Wenn russischen Firmen die Experten fehlen, locken sie mit viel Geld.

Christine Demmer

(SZ vom 26.7.2003) Diesen Frühsommer wird Holger Lang so schnell nicht vergessen: Ein Staatsbesuch jagte den nächsten, Fotografen und Journalisten, wo man auch hinsah. Haufenweise Touristen bei der 300-Jahr-Feier in Sankt Petersburg. Und alle, alle wollten natürlich gut essen. Da hatte der deutsche Koch im Grand Hotel Europe beide Hände voll zu tun. "Arbeitstage mit vierzehn oder mehr Stunden sind auch zu jubiläumsfreien Zeiten keine Seltenheit", sagt er. Und wenn Großereignisse anstehen, wird es noch später.

Holger Lang

Holger Lang möchte nicht nach Deutschland zurück

(Foto: Foto: SZ)

Mit seinen 36 Jahren steht Lang als Executive Sous Chef (stellvertretender Küchenchef) an der Spitze einer Brigade von 70 Köchen und 30 Lehrlingen. Im Schichtbetrieb versorgen sie die sieben Restaurants und Bars des Luxushotels und bieten internationale und russische, kantonesische und mediterrane Gaumengenüsse. "Ich unterstütze den Küchenchef to manage den Küchenablauf, mache die Bestellungen, die Menü-Planung und habe noch ein paar andere functions", beschreibt er seine Tätigkeiten in jener Sprachmischung aus Englisch und Deutsch, die langjährigen Ex-Patriates eigentümlich ist.

Lang arbeitet seit 1993 außerhalb von Deutschland. "Mir gefällt dieses Leben", sagt er. "Man muss zwar auf einiges verzichten, zum Beispiel auf Familie, aber es hat auch sein Gutes. Man lernt viele Leute kennen, andere Kulturen und Sprachen." Der Küchenchef spricht Englisch und Portugiesisch, Spanisch und Russisch. "Die basics", sagt er bescheiden.

Dass Holger Lang in Russland gelandet ist, hält er eher für einen Zufall. "Ich habe vorher 18 Monate in Saudi-Arabien gearbeitet. Da hörte ich über einen meiner Headhunter von diesem Job hier, und weil mein Chef und ich uns schon aus Jeddah kennen, bin ich nach St. Petersburg gegangen." In der Branche läuft ziemlich viel über connections, wie Lang es ausdrückt. Seine Bewerbungsunterlagen liegen gleich bei drei auf Gastronomie spezialisierten Headhuntern in London, Toronto und München, und von Zeit zu Zeit flattert eine Anfrage auf seinen Tisch.

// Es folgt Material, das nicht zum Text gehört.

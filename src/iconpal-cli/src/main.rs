//! Iconpal CLI - search an icon catalog and jump to icon pages.
//!
//! - `search` ranks icons for a query
//! - `open` prints the route of the best match
//! - `list` prints the catalog
//! - `interactive` runs a palette session over stdin

mod interactive_cmd;
mod search_cmd;

use std::path::PathBuf;
use std::process::ExitCode;

use anyhow::{Context, Result};
use clap::{Parser, Subcommand};
use tracing::error;
use tracing_subscriber::{EnvFilter, layer::SubscriberExt, util::SubscriberInitExt};

use iconpal_search::{Catalog, SearchConfig};

use crate::interactive_cmd::InteractiveArgs;
use crate::search_cmd::{ListArgs, OpenArgs, SearchArgs};

/// Iconpal - jump to an icon by name, alias or category
#[derive(Parser)]
#[command(name = "iconpal")]
#[command(about = "Fuzzy icon palette for the terminal")]
#[command(version)]
struct Cli {
    /// Icon catalog (JSON array, or object with an "icons" array)
    #[arg(short, long, env = "ICONPAL_CATALOG")]
    catalog: PathBuf,

    /// Search configuration file (TOML)
    #[arg(long, env = "ICONPAL_CONFIG")]
    config: Option<PathBuf>,

    /// Log level
    #[arg(long, default_value = "warn")]
    log_level: String,

    /// Enable JSON logging
    #[arg(long)]
    json_logs: bool,

    #[command(subcommand)]
    command: Commands,
}

#[derive(Subcommand)]
enum Commands {
    /// Rank icons for a query
    Search(SearchArgs),

    /// Print the route of the best matching icon
    Open(OpenArgs),

    /// List every icon in the catalog
    List(ListArgs),

    /// Type queries line by line, as in the palette dialog
    Interactive(InteractiveArgs),
}

fn setup_logging(level: &str, json: bool) {
    let filter = EnvFilter::try_from_default_env().unwrap_or_else(|_| EnvFilter::new(level));

    let subscriber = tracing_subscriber::registry().with(filter);

    if json {
        subscriber
            .with(tracing_subscriber::fmt::layer().json().with_writer(std::io::stderr))
            .init();
    } else {
        subscriber
            .with(
                tracing_subscriber::fmt::layer()
                    .with_target(false)
                    .with_writer(std::io::stderr),
            )
            .init();
    }
}

fn load_inputs(cli: &Cli) -> Result<(Catalog, SearchConfig)> {
    let config = match &cli.config {
        Some(path) => SearchConfig::load(path)
            .with_context(|| format!("Failed to load config from {}", path.display()))?,
        None => SearchConfig::default(),
    };

    let catalog = Catalog::load(&cli.catalog)
        .with_context(|| format!("Failed to load catalog from {}", cli.catalog.display()))?;

    Ok((catalog, config))
}

fn run(cli: Cli) -> Result<ExitCode> {
    let (catalog, config) = load_inputs(&cli)?;

    match cli.command {
        Commands::Search(args) => search_cmd::run_search(&catalog, config, &args),
        Commands::Open(args) => search_cmd::run_open(&catalog, config, &args),
        Commands::List(args) => search_cmd::run_list(&catalog, &args),
        Commands::Interactive(args) => interactive_cmd::run(catalog, config, &args),
    }
}

fn main() -> ExitCode {
    let cli = Cli::parse();

    setup_logging(&cli.log_level, cli.json_logs);

    match run(cli) {
        Ok(code) => code,
        Err(e) => {
            error!("{:#}", e);
            ExitCode::FAILURE
        }
    }
}
use std::sync::Arc;

use tracing::{debug, info, trace, warn};

use crate::collaborators::RecommendationSource;
use crate::domain::book::{CatalogRecord, TentativeBook};
use crate::planner::QueryPlanner;
use crate::resolution::states::{Resolution, ResolutionState};
use crate::scoring::{CandidateScorer, ScoredCandidate};

pub const DEFAULT_MAX_RETRIES: u32 = 3;

#[derive(Clone, Copy, Debug, PartialEq, Eq)]
pub struct ResolverSettings {
    /// Search attempts allowed per tentative book (default: 3)
    pub max_retries: u32,
}

impl Default for ResolverSettings {
    fn default() -> Self {
        Self { max_retries: DEFAULT_MAX_RETRIES }
    }
}

enum Step {
    Searching(TentativeBook),
    Scoring(TentativeBook, Vec<CatalogRecord>),
    Retrying(TentativeBook),
    Exhausted,
}

impl Step {
    fn state(&self) -> ResolutionState {
        match self {
            Self::Searching(_) => ResolutionState::Searching,
            Self::Scoring(..) => ResolutionState::Scoring,
            Self::Retrying(_) => ResolutionState::Retrying,
            Self::Exhausted => ResolutionState::Exhausted,
        }
    }
}

/// Search, score, and on rejection ask for a replacement book until a candidate
/// is accepted or the retry budget runs out.
#[derive(Clone)]
pub struct Resolver {
    recommender: Arc<dyn RecommendationSource>,
    planner: QueryPlanner,
    scorer: CandidateScorer,
    settings: ResolverSettings,
}

impl Resolver {
    pub fn new(
        recommender: Arc<dyn RecommendationSource>,
        planner: QueryPlanner,
        scorer: CandidateScorer,
        settings: ResolverSettings,
    ) -> Self {
        Self { recommender, planner, scorer, settings }
    }

    pub fn planner(&self) -> &QueryPlanner {
        &self.planner
    }

    pub fn scorer(&self) -> &CandidateScorer {
        &self.scorer
    }

    /// Resolves one tentative book. `already_suggested` seeds the previously
    /// tried list so replacements avoid books the caller has already seen.
    ///
    /// Search failures count as an attempt with no results. A replacement that
    /// cannot be obtained ends the loop early; either way the result falls back
    /// to the highest-scoring candidate seen, with later attempts winning ties.
    pub async fn resolve(
        &self,
        question: &str,
        book: TentativeBook,
        already_suggested: &[TentativeBook],
    ) -> Resolution {
        let budget = self.settings.max_retries.max(1);
        let mut tried = already_suggested.to_vec();
        let mut fallback: Option<ScoredCandidate> = None;
        let mut attempts = 0;
        let mut replacements = 0;
        let mut step = Step::Searching(book.clone());

        loop {
            trace!(event_name = "resolution.state", state = ?step.state(), attempt = attempts);
            step = match step {
                Step::Searching(current) => {
                    attempts += 1;
                    let results = match self.planner.search_for(&current).await {
                        Ok(results) => results,
                        Err(error) => {
                            warn!(
                                event_name = "resolution.attempt.search_failed",
                                attempt = attempts,
                                title = %current.title,
                                error = %error,
                                "catalog search failed; counting attempt as empty"
                            );
                            Vec::new()
                        }
                    };
                    Step::Scoring(current, results)
                }
                Step::Scoring(current, results) => {
                    let outcome = self.scorer.evaluate(&current, &results);
                    match outcome.best {
                        Some(best) if outcome.matched => {
                            info!(
                                event_name = "resolution.attempt.accepted",
                                attempt = attempts,
                                title = %current.title,
                                record_id = %best.record.id,
                                total_score = best.total_score,
                                "catalog candidate accepted"
                            );
                            push_unique(&mut tried, current);
                            return Resolution {
                                original: book,
                                final_state: ResolutionState::Accepted,
                                candidate: Some(best),
                                attempts,
                                replacements,
                                tried,
                            };
                        }
                        Some(best) => {
                            debug!(
                                event_name = "resolution.attempt.rejected",
                                attempt = attempts,
                                title = %current.title,
                                record_id = %best.record.id,
                                total_score = best.total_score,
                                "best candidate below thresholds"
                            );
                            fallback = Some(keep_better(fallback, best));
                        }
                        None => {
                            debug!(
                                event_name = "resolution.attempt.empty",
                                attempt = attempts,
                                title = %current.title,
                                "no catalog results"
                            );
                        }
                    }

                    if attempts >= budget {
                        push_unique(&mut tried, current);
                        Step::Exhausted
                    } else {
                        Step::Retrying(current)
                    }
                }
                Step::Retrying(current) => {
                    push_unique(&mut tried, current);
                    match self.recommender.request_replacement(question, &tried).await {
                        Ok(next) => {
                            replacements += 1;
                            debug!(
                                event_name = "resolution.replacement_received",
                                replacement = replacements,
                                title = %next.title,
                                author = %next.author,
                                "retrying with replacement book"
                            );
                            Step::Searching(next)
                        }
                        Err(error) => {
                            warn!(
                                event_name = "resolution.replacement_failed",
                                attempt = attempts,
                                error = %error,
                                "could not obtain replacement book; using fallback"
                            );
                            Step::Exhausted
                        }
                    }
                }
                Step::Exhausted => {
                    info!(
                        event_name = "resolution.exhausted",
                        title = %book.title,
                        attempts,
                        fallback_id = fallback.as_ref().map(|c| c.record.id.as_str()).unwrap_or("none"),
                        "retry budget exhausted"
                    );
                    return Resolution {
                        original: book,
                        final_state: ResolutionState::Exhausted,
                        candidate: fallback,
                        attempts,
                        replacements,
                        tried,
                    };
                }
            };
        }
    }
}

fn keep_better(current: Option<ScoredCandidate>, challenger: ScoredCandidate) -> ScoredCandidate {
    match current {
        Some(current) if current.total_score > challenger.total_score => current,
        _ => challenger,
    }
}

fn push_unique(tried: &mut Vec<TentativeBook>, book: TentativeBook) {
    if !tried.contains(&book) {
        tried.push(book);
    }
}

Jetzt arbeitet der Deutsche schon fast ein Jahr lang in der Nobelherberge am Newski Prospekt. Nicht nur in den Temperaturen unterscheidet sich diese Station von der vorangegangenen in Saudi-Arabien. "St. Petersburg ist eine prachtvolle Stadt und die Menschen sind sehr zugänglich", sagt Lang. "Das Leben hier ist viel lockerer als in Deutschland." Besonders attraktiv für Singles sei das Szeneleben: "Diese Stadt schläft nachts höchstens zwei Stunden."

Wenn der Rubel rollt

Das mag man sich von Saudi-Arabien nicht ganz so vorstellen. In Jeddah war Lang, auch als Sous-Chef, für Qualitäts- und Kostenkontrolle verantwortlich, außerdem für Training und Motivation der Küchenmannschaft sowie für die Bewirtung eines angegliederten Themenparks mit einer food capacity von bis zu 2000 Gästen. Man stelle sich vor: 2000 Amuse gueules. 2000 Hors d'Œuvres. 2000 Consommés. 2000 Zwischengerichte. 2000 Hauptgerichte. 2000 Avant-desserts. 2000 Nachspeisen. 2000 mal gleichbleibend perfekte Qualität à la minute. Das setzt ein funktionierendes Team und eine generalstabsmäßige Planung voraus.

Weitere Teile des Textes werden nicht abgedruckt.